Note that we may also remove the `-ss` option and instead `-set` to
get lines like:

    mmal: Exposure now 10970, analog gain 256/256, digital gain 256/256
    mmal: AWB R=330/256, B=337/256

That 10970 is the shutter speed, again in microseconds, according to
the camera's metering.  Analog and digital gain relate to ISO, but
only somewhat indirectly; setting ISO will result in changes to both,
and from what I've read, they both equal 1 if the ISO speed is 100.

I just switched my image captures to use [picamera][] rather than
`raspistill`.  They both are fairly thin wrappers on top of the
hardware; the only real difference is that picamera exposes things via
a Python API rather than a commandline tool.

# Converting Raw Images

People have already put considerable work into converting these rather
strange raw image files into something more sane (as the Raspberry Pi
forums document [here][forum1] and [here][forum2]) - like the
[color tests][beale] by John Beale, and 6by9's patches to dcraw, some
of which have made it into Dave Coffin's official [dcraw][].

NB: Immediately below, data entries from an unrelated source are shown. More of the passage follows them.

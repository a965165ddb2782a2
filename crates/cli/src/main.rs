//! CLI entry point for hevc-swarm.
//!
//! Parses arguments, resolves the preset, and runs one batch. Exit codes:
//! 0 when no job failed, 1 on job failure or interrupt, 2 on argument and
//! configuration errors.

use clap::Parser;
use hevc_swarm::{
    check_toolchain, effective_workers, install_signal_handlers, BatchScheduler, EncodeSettings,
    EncoderDriver, SchedulerConfig, ShutdownFlag,
};
use hevc_swarm_config::{parse_rate_pair, PresetFile, PresetValue, ZoneConfig};
use std::path::PathBuf;
use std::process::ExitCode;
use tracing::error;

const EXIT_USAGE: u8 = 2;

/// Distributed batch H.265 transcoder: workers cooperate over a shared
/// token directory to divide the inputs without central coordination.
#[derive(Parser, Debug)]
#[command(name = "hevc-swarm")]
#[command(author, version, about, long_about = None)]
struct Args {
    /// Input video files
    #[arg(short = 'i', long, num_args = 1.., required_unless_present = "list_presets")]
    inputs: Vec<PathBuf>,

    /// Directory for encoded outputs
    #[arg(short = 'o', long, required_unless_present = "list_presets")]
    output_dir: Option<PathBuf>,

    /// Directory for per-job scratch files (pass statistics)
    #[arg(short = 's', long, required_unless_present = "list_presets")]
    scratch_dir: Option<PathBuf>,

    /// Shared directory for claim token files
    #[arg(short = 't', long, required_unless_present = "list_presets")]
    token_dir: Option<PathBuf>,

    /// Preset name from the preset file
    #[arg(short = 'p', long, required_unless_present = "list_presets")]
    preset: Option<String>,

    /// Path to the preset file
    #[arg(short = 'c', long, default_value = "presets.toml")]
    config: PathBuf,

    /// Concurrent jobs in this process (0 derives from the CPU count)
    #[arg(short = 'j', long, default_value_t = 1)]
    jobs: usize,

    /// Force single-pass encoding regardless of preset
    #[arg(short = '1', long)]
    one_pass: bool,

    /// Title zone as "seconds,multiplier"
    #[arg(long, value_name = "S,M")]
    title_rate: Option<String>,

    /// Closing zone as "seconds,multiplier"
    #[arg(long, value_name = "S,M")]
    closing_rate: Option<String>,

    /// Give first episodes (filenames containing E01) no zone rewrites
    #[arg(long)]
    skip_rate_for_first_episodes: bool,

    /// List preset names from the preset file and exit
    #[arg(short = 'l', long)]
    list_presets: bool,

    /// Enable debug logging
    #[arg(short = 'v', long)]
    verbose: bool,
}

#[tokio::main]
async fn main() -> ExitCode {
    let args = Args::parse();

    let level = if args.verbose { "debug" } else { "info" };
    tracing_subscriber::fmt().with_env_filter(level).init();

    let preset_file = match PresetFile::load(&args.config) {
        Ok(f) => f,
        Err(e) => {
            eprintln!("{e}");
            return ExitCode::from(EXIT_USAGE);
        }
    };

    if args.list_presets {
        for name in preset_file.preset_names() {
            println!("{name}");
        }
        return ExitCode::SUCCESS;
    }

    // clap enforces these once --list-presets is off the table.
    let (Some(preset_name), Some(output_dir), Some(scratch_dir), Some(token_dir)) =
        (args.preset, args.output_dir, args.scratch_dir, args.token_dir)
    else {
        eprintln!("missing required arguments");
        return ExitCode::from(EXIT_USAGE);
    };

    let mut preset = match preset_file.resolve(&preset_name) {
        Ok(p) => p,
        Err(e) => {
            eprintln!("{e}");
            return ExitCode::from(EXIT_USAGE);
        }
    };
    if args.one_pass {
        preset.set("one_pass", PresetValue::Bool(true));
    }

    let settings = match EncodeSettings::from_preset(&preset) {
        Ok(s) => s,
        Err(e) => {
            eprintln!("{e}");
            return ExitCode::from(EXIT_USAGE);
        }
    };

    let mut zone_config = match ZoneConfig::from_preset(&preset) {
        Ok(z) => z,
        Err(e) => {
            eprintln!("{e}");
            return ExitCode::from(EXIT_USAGE);
        }
    };
    for (raw, slot) in [
        (&args.title_rate, &mut zone_config.title_rate),
        (&args.closing_rate, &mut zone_config.closing_rate),
    ] {
        if let Some(raw) = raw {
            match parse_rate_pair(raw) {
                Ok(pair) => *slot = Some(pair),
                Err(e) => {
                    eprintln!("{e}");
                    return ExitCode::from(EXIT_USAGE);
                }
            }
        }
    }
    if args.skip_rate_for_first_episodes {
        zone_config.skip_first_episodes = true;
    }

    if let Err(e) = check_toolchain(&settings.ffmpeg_path, &settings.ffprobe_path).await {
        error!("{e}");
        return ExitCode::FAILURE;
    }

    let shutdown = ShutdownFlag::new();
    install_signal_handlers(shutdown.clone());

    let scheduler = BatchScheduler::new(
        EncoderDriver::new(settings, zone_config),
        SchedulerConfig {
            output_dir,
            scratch_dir,
            token_dir,
            max_workers: effective_workers(args.jobs),
        },
        shutdown.clone(),
    );

    match scheduler.run(&args.inputs).await {
        Ok(summary) => {
            if summary.success() && !shutdown.requested() {
                ExitCode::SUCCESS
            } else {
                ExitCode::FAILURE
            }
        }
        Err(e) => {
            error!("batch failed: {e}");
            ExitCode::FAILURE
        }
    }
}
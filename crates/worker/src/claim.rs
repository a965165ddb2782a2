//! Job claim registry: filesystem-atomic claiming over a shared token
//! directory.
//!
//! The token file is the only cross-process state. Exclusive creation
//! (`O_EXCL`) is the synchronization primitive, so the protocol holds on
//! any filesystem that honors it, including NFS and SMB mounts.

use std::fs::OpenOptions;
use std::io::{ErrorKind, Write};
use std::path::{Path, PathBuf};
use std::time::{SystemTime, UNIX_EPOCH};
use thiserror::Error;
use uuid::Uuid;

/// Suffix a failed job's token is renamed to, preserving the log for
/// inspection while freeing the claim name.
pub const ERROR_LOG_SUFFIX: &str = ".error_log";

/// Error type for claim operations.
#[derive(Debug, Error)]
pub enum ClaimError {
    /// IO error touching the token or scratch file.
    #[error("Claim IO error: {0}")]
    Io(#[from] std::io::Error),
}

/// Outcome of a claim attempt.
#[derive(Debug, Clone, PartialEq, Eq)]
pub enum ClaimOutcome {
    /// This worker owns the job; the token and scratch prefix are live.
    Claimed {
        token_path: PathBuf,
        scratch_prefix: PathBuf,
    },
    /// The output already exists; an empty token was touched as an
    /// idempotent done-marker.
    AlreadyDone,
    /// Another worker holds the token.
    Held,
}

/// Registry bound to the shared token directory and the local scratch
/// directory.
#[derive(Debug, Clone)]
pub struct ClaimRegistry {
    token_dir: PathBuf,
    scratch_dir: PathBuf,
}

impl ClaimRegistry {
    pub fn new(token_dir: &Path, scratch_dir: &Path) -> Self {
        Self {
            token_dir: token_dir.to_path_buf(),
            scratch_dir: scratch_dir.to_path_buf(),
        }
    }

    /// Token path for an input: `<token_dir>/<input_basename>.token`.
    pub fn token_path(&self, input: &Path) -> PathBuf {
        let basename = input
            .file_name()
            .map(|n| n.to_string_lossy().into_owned())
            .unwrap_or_else(|| "input".to_string());
        self.token_dir.join(format!("{basename}.token"))
    }

    /// Attempt to claim an input.
    ///
    /// If the output already exists the claim short-circuits: the token is
    /// touched (created empty if absent, never truncated) and no work is
    /// taken. Otherwise exclusive creation of the token decides ownership.
    pub fn claim(&self, input: &Path, output: &Path) -> Result<ClaimOutcome, ClaimError> {
        let token_path = self.token_path(input);

        if output.exists() {
            OpenOptions::new()
                .write(true)
                .create(true)
                .open(&token_path)?;
            return Ok(ClaimOutcome::AlreadyDone);
        }

        match OpenOptions::new()
            .write(true)
            .create_new(true)
            .open(&token_path)
        {
            Ok(mut token) => {
                writeln!(
                    token,
                    "Claimed by PID {} at {}",
                    std::process::id(),
                    epoch_secs()
                )?;
                let scratch_prefix = self.create_scratch_file(input)?;
                Ok(ClaimOutcome::Claimed {
                    token_path,
                    scratch_prefix,
                })
            }
            Err(e) if e.kind() == ErrorKind::AlreadyExists => Ok(ClaimOutcome::Held),
            Err(e) => Err(ClaimError::Io(e)),
        }
    }

    /// Release after failure. The driver normally renames the token to its
    /// error-log name first; if the token still exists under its active
    /// name, delete it so other workers may retry the input later.
    pub fn release_failed(&self, token_path: &Path) -> Result<(), ClaimError> {
        match std::fs::remove_file(token_path) {
            Ok(()) => Ok(()),
            Err(e) if e.kind() == ErrorKind::NotFound => Ok(()),
            Err(e) => Err(ClaimError::Io(e)),
        }
    }

    fn create_scratch_file(&self, input: &Path) -> Result<PathBuf, ClaimError> {
        let stem = input
            .file_stem()
            .map(|n| n.to_string_lossy().into_owned())
            .unwrap_or_else(|| "job".to_string());
        let scratch = self
            .scratch_dir
            .join(format!("{stem}.{}", Uuid::new_v4().simple()));
        OpenOptions::new()
            .write(true)
            .create_new(true)
            .open(&scratch)?;
        Ok(scratch)
    }
}

/// Error-log path for a token: `<token>.error_log`.
pub fn error_log_path(token_path: &Path) -> PathBuf {
    let mut renamed = token_path.as_os_str().to_owned();
    renamed.push(ERROR_LOG_SUFFIX);
    PathBuf::from(renamed)
}

/// Remove every file sharing the scratch prefix (`<prefix>*`): the scratch
/// marker itself plus encoder stats files derived from it.
pub fn remove_scratch_files(scratch_prefix: &Path) -> std::io::Result<()> {
    let Some(dir) = scratch_prefix.parent() else {
        return Ok(());
    };
    let Some(prefix_name) = scratch_prefix.file_name().map(|n| n.to_string_lossy().into_owned())
    else {
        return Ok(());
    };

    for entry in std::fs::read_dir(dir)? {
        let entry = entry?;
        let name = entry.file_name().to_string_lossy().into_owned();
        if name.starts_with(&prefix_name) {
            std::fs::remove_file(entry.path())?;
        }
    }
    Ok(())
}

fn epoch_secs() -> u64 {
    SystemTime::now()
        .duration_since(UNIX_EPOCH)
        .map(|d| d.as_secs())
        .unwrap_or(0)
}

I've had to use 6by9's version of dcraw, which is at
<https://github.com/6by9/RPiTest/tree/master/dcraw>.  As I understand
it, he's trying to get the rest of this included into official dcraw.

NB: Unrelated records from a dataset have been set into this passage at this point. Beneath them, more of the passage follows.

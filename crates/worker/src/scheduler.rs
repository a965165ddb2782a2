//! Batch scheduler: enumerates inputs into jobs, bounds concurrency with a
//! semaphore, and aggregates the outcome.
//!
//! Jobs are launched in input-list order; completion order is unspecified.
//! A shutdown request is observed at the top of each job's critical
//! section, before the claim, so interrupted workers leave no half-claimed
//! state behind.

use crate::claim::{ClaimOutcome, ClaimRegistry};
use crate::encoder::EncoderDriver;
use crate::jobs::{BatchSummary, EncodingJob};
use std::collections::HashSet;
use std::path::{Path, PathBuf};
use std::sync::atomic::{AtomicBool, Ordering};
use std::sync::Arc;
use thiserror::Error;
use tokio::sync::{Mutex, Semaphore};
use tracing::{error, info, warn};

/// Error type for batch scheduling.
#[derive(Debug, Error)]
pub enum SchedulerError {
    /// Failed to create one of the working directories.
    #[error("Failed to create working directory: {0}")]
    Io(#[from] std::io::Error),
}

/// Directories and limits for one batch run.
#[derive(Debug, Clone)]
pub struct SchedulerConfig {
    pub output_dir: PathBuf,
    pub scratch_dir: PathBuf,
    pub token_dir: PathBuf,
    /// Maximum concurrently running jobs in this process.
    pub max_workers: usize,
}

/// Cooperative shutdown flag shared between the signal handler and the
/// job tasks.
#[derive(Debug, Clone, Default)]
pub struct ShutdownFlag(Arc<AtomicBool>);

impl ShutdownFlag {
    pub fn new() -> Self {
        Self::default()
    }

    pub fn request(&self) {
        self.0.store(true, Ordering::SeqCst);
    }

    pub fn requested(&self) -> bool {
        self.0.load(Ordering::SeqCst)
    }
}

/// Install SIGINT/SIGTERM handling: the first signal requests a graceful
/// shutdown, a second terminates the process.
#[cfg(unix)]
pub fn install_signal_handlers(shutdown: ShutdownFlag) {
    use tokio::signal::unix::{signal, SignalKind};

    tokio::spawn(async move {
        let mut interrupt = match signal(SignalKind::interrupt()) {
            Ok(s) => s,
            Err(e) => {
                warn!("could not install SIGINT handler: {e}");
                return;
            }
        };
        let mut terminate = match signal(SignalKind::terminate()) {
            Ok(s) => s,
            Err(e) => {
                warn!("could not install SIGTERM handler: {e}");
                return;
            }
        };

        tokio::select! {
            _ = interrupt.recv() => {}
            _ = terminate.recv() => {}
        }
        warn!("shutdown requested; in-flight jobs run to completion, queued jobs are skipped");
        shutdown.request();

        tokio::select! {
            _ = interrupt.recv() => {}
            _ = terminate.recv() => {}
        }
        warn!("second interrupt; terminating");
        std::process::exit(1);
    });
}

#[cfg(not(unix))]
pub fn install_signal_handlers(shutdown: ShutdownFlag) {
    tokio::spawn(async move {
        if tokio::signal::ctrl_c().await.is_ok() {
            warn!("shutdown requested; in-flight jobs run to completion, queued jobs are skipped");
            shutdown.request();
        }
        if tokio::signal::ctrl_c().await.is_ok() {
            warn!("second interrupt; terminating");
            std::process::exit(1);
        }
    });
}

/// Resolve the requested job count; `0` derives from the logical core
/// count.
pub fn effective_workers(requested: usize) -> usize {
    if requested == 0 {
        num_cpus::get().max(1)
    } else {
        requested
    }
}

/// Scheduler for one batch of inputs.
pub struct BatchScheduler {
    driver: Arc<EncoderDriver>,
    registry: Arc<ClaimRegistry>,
    config: SchedulerConfig,
    shutdown: ShutdownFlag,
    active: Arc<Mutex<HashSet<PathBuf>>>,
}

impl BatchScheduler {
    pub fn new(driver: EncoderDriver, config: SchedulerConfig, shutdown: ShutdownFlag) -> Self {
        let registry = ClaimRegistry::new(&config.token_dir, &config.scratch_dir);
        Self {
            driver: Arc::new(driver),
            registry: Arc::new(registry),
            config,
            shutdown,
            active: Arc::new(Mutex::new(HashSet::new())),
        }
    }

    /// Create the output, scratch, and token directories.
    pub fn create_directories(&self) -> Result<(), SchedulerError> {
        std::fs::create_dir_all(&self.config.output_dir)?;
        std::fs::create_dir_all(&self.config.scratch_dir)?;
        std::fs::create_dir_all(&self.config.token_dir)?;
        Ok(())
    }

    /// Output path for an input: same stem, `.mkv` container, in the
    /// output directory.
    pub fn output_path_for(&self, input: &Path) -> PathBuf {
        let stem = input
            .file_stem()
            .map(|n| n.to_string_lossy().into_owned())
            .unwrap_or_else(|| "output".to_string());
        self.config.output_dir.join(format!("{stem}.mkv"))
    }

    /// Build one job per input, dropping non-files with a warning.
    pub fn build_jobs(&self, inputs: &[PathBuf]) -> Vec<EncodingJob> {
        inputs
            .iter()
            .filter(|path| {
                if path.is_file() {
                    true
                } else {
                    warn!(input = %path.display(), "not a file, dropping");
                    false
                }
            })
            .map(|path| EncodingJob::new(path, &self.output_path_for(path)))
            .collect()
    }

    /// Number of jobs currently inside the encoder.
    pub async fn active_count(&self) -> usize {
        self.active.lock().await.len()
    }

    /// Run the batch to completion and return the aggregate summary.
    pub async fn run(&self, inputs: &[PathBuf]) -> Result<BatchSummary, SchedulerError> {
        self.create_directories()?;

        let jobs = self.build_jobs(inputs);
        let semaphore = Arc::new(Semaphore::new(self.config.max_workers.max(1)));

        let mut handles = Vec::with_capacity(jobs.len());
        for job in jobs {
            let semaphore = semaphore.clone();
            let driver = self.driver.clone();
            let registry = self.registry.clone();
            let shutdown = self.shutdown.clone();
            let active = self.active.clone();
            handles.push(tokio::spawn(async move {
                let _permit = semaphore
                    .acquire_owned()
                    .await
                    .expect("semaphore should not be closed");
                run_one(driver, registry, shutdown, active, job).await
            }));
        }

        let mut summary = BatchSummary::default();
        for handle in handles {
            match handle.await {
                Ok(job) => summary.record(job.status),
                Err(e) => {
                    error!("job task panicked: {e}");
                    summary.failed += 1;
                }
            }
        }

        info!(%summary, "batch finished");
        Ok(summary)
    }
}

async fn run_one(
    driver: Arc<EncoderDriver>,
    registry: Arc<ClaimRegistry>,
    shutdown: ShutdownFlag,
    active: Arc<Mutex<HashSet<PathBuf>>>,
    mut job: EncodingJob,
) -> EncodingJob {
    // Observe shutdown before the claim so skipping has no side effects.
    if shutdown.requested() {
        job.skip();
        return job;
    }

    match registry.claim(&job.input_path, &job.output_path) {
        Ok(ClaimOutcome::Claimed {
            token_path,
            scratch_prefix,
        }) => {
            job.begin(token_path.clone(), scratch_prefix.clone());
            active.lock().await.insert(job.input_path.clone());

            let result = driver
                .encode(&job.input_path, &job.output_path, &token_path, &scratch_prefix)
                .await;

            active.lock().await.remove(&job.input_path);

            match result {
                Ok(()) => {
                    job.complete();
                    info!(
                        input = %job.input_path.display(),
                        elapsed_s = job.elapsed().map(|d| d.as_secs()).unwrap_or(0),
                        "job completed"
                    );
                }
                Err(e) => {
                    error!(input = %job.input_path.display(), "job failed: {e}");
                    if let Err(release_err) = registry.release_failed(&token_path) {
                        warn!(
                            token = %token_path.display(),
                            "could not release failed claim: {release_err}"
                        );
                    }
                    job.fail(e.to_string());
                }
            }
        }
        Ok(ClaimOutcome::AlreadyDone) => {
            info!(input = %job.input_path.display(), "output exists, skipping");
            job.skip();
        }
        Ok(ClaimOutcome::Held) => {
            info!(input = %job.input_path.display(), "claimed by another worker, skipping");
            job.skip();
        }
        Err(e) => {
            error!(input = %job.input_path.display(), "claim failed: {e}");
            job.fail(e.to_string());
        }
    }
    job
}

On an older-revision ArduCam board, I ran into problems getting 6by9's
dcraw to read the resultant raw images, which I fixed with a
[trivial patch][dcraw-pr].  However, that board had other problems, so
I'm no longer using it.  (TODO: Explain those problems.)

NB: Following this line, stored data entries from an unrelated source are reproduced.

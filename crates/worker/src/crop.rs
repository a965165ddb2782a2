//! Crop detection: sample the source at several timestamps and combine the
//! detected rectangles into their bounding-box union.
//!
//! The union (not the intersection) is taken so no wanted content is ever
//! cropped away: a single dark sample must not shrink the picture.

use crate::probe::CropRect;
use crate::process::{self, CROP_SAMPLE_TIMEOUT};
use regex::Regex;
use std::path::Path;
use std::sync::OnceLock;
use thiserror::Error;
use tracing::debug;

/// Frames inspected per sample point.
const FRAMES_PER_SAMPLE: u32 = 5;

/// Error type for crop detection.
#[derive(Debug, Error)]
pub enum CropError {
    /// No sample produced a usable rectangle.
    #[error("Crop detection failed: no sample produced a rectangle")]
    NoUsableSamples,

    /// The sample count was zero.
    #[error("Crop detection requires at least one sample")]
    NoSamplePoints,
}

fn crop_regex() -> &'static Regex {
    static RE: OnceLock<Regex> = OnceLock::new();
    RE.get_or_init(|| {
        Regex::new(r"crop=(\d+):(\d+):(\d+):(\d+)").expect("crop pattern is valid")
    })
}

/// Crop detector bound to a configured ffmpeg binary and target geometry.
#[derive(Debug, Clone)]
pub struct CropDetector {
    ffmpeg_path: String,
    target_width: i64,
    target_height: i64,
    samples: u32,
}

impl CropDetector {
    pub fn new(ffmpeg_path: &str, target_width: i64, target_height: i64, samples: u32) -> Self {
        Self {
            ffmpeg_path: ffmpeg_path.to_string(),
            target_width,
            target_height,
            samples,
        }
    }

    fn sample_args(&self, path: &Path, timestamp: f64) -> Vec<String> {
        vec![
            self.ffmpeg_path.clone(),
            "-hide_banner".to_string(),
            "-ss".to_string(),
            format!("{timestamp:.3}"),
            "-i".to_string(),
            path.to_string_lossy().into_owned(),
            "-vf".to_string(),
            format!(
                "scale={}:{},cropdetect",
                self.target_width, self.target_height
            ),
            "-frames:v".to_string(),
            FRAMES_PER_SAMPLE.to_string(),
            "-an".to_string(),
            "-f".to_string(),
            "null".to_string(),
            "-".to_string(),
        ]
    }

    /// Detect the crop rectangle for an input of known duration.
    ///
    /// Samples are issued concurrently; individual sample errors are
    /// discarded silently. At least one sample must survive.
    pub async fn detect(&self, path: &Path, duration_s: f64) -> Result<CropRect, CropError> {
        if self.samples == 0 {
            return Err(CropError::NoSamplePoints);
        }

        let mut tasks = Vec::with_capacity(self.samples as usize);
        for i in 0..self.samples {
            let timestamp = f64::from(i) * duration_s / f64::from(self.samples);
            let argv = self.sample_args(path, timestamp);
            tasks.push(tokio::spawn(async move {
                let out = process::run(&argv, Some(CROP_SAMPLE_TIMEOUT)).await.ok()?;
                parse_last_crop(&out.stderr_str())
            }));
        }

        let mut combined: Option<CropRect> = None;
        for task in tasks {
            let Ok(Some(rect)) = task.await else {
                continue;
            };
            debug!(input = %path.display(), ?rect, "crop sample");
            combined = Some(match combined {
                Some(acc) => acc.union(rect),
                None => rect,
            });
        }

        combined.ok_or(CropError::NoUsableSamples)
    }
}

/// Extract the last `crop=w:h:x:y` emission from cropdetect diagnostics.
///
/// cropdetect refines its estimate frame by frame; the last line is the
/// settled value for the sampled window.
pub fn parse_last_crop(diagnostics: &str) -> Option<CropRect> {
    let caps = crop_regex().captures_iter(diagnostics).last()?;
    let field = |i: usize| caps.get(i).and_then(|m| m.as_str().parse::<u32>().ok());
    let (w, h, x, y) = (field(1)?, field(2)?, field(3)?, field(4)?);
    if w == 0 || h == 0 {
        return None;
    }
    Some(CropRect { w, h, x, y })
}
//! Preflight checks: verify the external toolchain before any job is
//! claimed, so a misconfigured worker never consumes a token.

use crate::process::{self, ProcessError};
use std::time::Duration;
use thiserror::Error;

const VERSION_CHECK_TIMEOUT: Duration = Duration::from_secs(30);

/// Error type for startup checks.
#[derive(Debug, Error)]
pub enum StartupError {
    /// A required external tool is missing or not runnable.
    #[error("Required tool '{tool}' is unavailable: {detail}")]
    DependencyMissing { tool: String, detail: String },
}

async fn check_tool(tool: &str) -> Result<(), StartupError> {
    let argv = vec![tool.to_string(), "-version".to_string()];
    match process::run(&argv, Some(VERSION_CHECK_TIMEOUT)).await {
        Ok(_) => Ok(()),
        Err(ProcessError::ProcessFailed { code, .. }) => Err(StartupError::DependencyMissing {
            tool: tool.to_string(),
            detail: format!("-version exited with status {code}"),
        }),
        Err(e) => Err(StartupError::DependencyMissing {
            tool: tool.to_string(),
            detail: e.to_string(),
        }),
    }
}

/// Verify both configured toolchain binaries respond to `-version`.
pub async fn check_toolchain(ffmpeg: &str, ffprobe: &str) -> Result<(), StartupError> {
    check_tool(ffmpeg).await?;
    check_tool(ffprobe).await?;
    Ok(())
}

My conversion step is something like:

    dcraw -T -W *.jpg

`-T` writes a TIFF and passes through metadata `-W` tells dcraw to
leave the brightness alone; I found out the hard way that leaving this
out would lead to some images with mangled exposures.  From here,
dcraw produces a `.tiff` for each `.jpg`.  We can, if we wish, use all
of that 10-bit range by using `-6` to make a 16-bit TIFF rather than
an 8-bit one.  In my own tests, though, it makes no difference
whatsoever because of the sensor's noisiness.

We can also rotate the image at this step, but I prefer to instead add
this as an initial roll value of -90, 90, or 180 degrees when creating
the PTO file.  This keeps the lens parameters correct if, for
instance, we already have computed a distortion model of a lens.

To give an example of the little bit of extra headroom that raw images
provide, I took 9 example shots of the same scene, ranging from about
-1.0 underexposed down to -9.0 underexposed.  The first grid is the
full-resolution JPEG image of these shots, normalized - in effect,
trying to re-expose them properly:

[![](../images/2016-10-12-pi-pan-tilt-3/tile_jpg.jpg){width=100%}](../images/2016-10-12-pi-pan-tilt-3/tile_jpg.jpg)

The below contains the raw sensor data, turned to 8-bit TIFF and then
again normalized.  It's going to look different than the JPEG due to
the lack of whitebalance adjustment, denoising, brightness, contrast,
and so on.

[![](../images/2016-10-12-pi-pan-tilt-3/tile_8bit.jpg){width=100%}](../images/2016-10-12-pi-pan-tilt-3/tile_8bit.jpg)

These were done with 16-bit TIFFs rather than 8-bit ones:

[![](../images/2016-10-12-pi-pan-tilt-3/tile_16bit.jpg){width=100%}](../images/2016-10-12-pi-pan-tilt-3/tile_16bit.jpg)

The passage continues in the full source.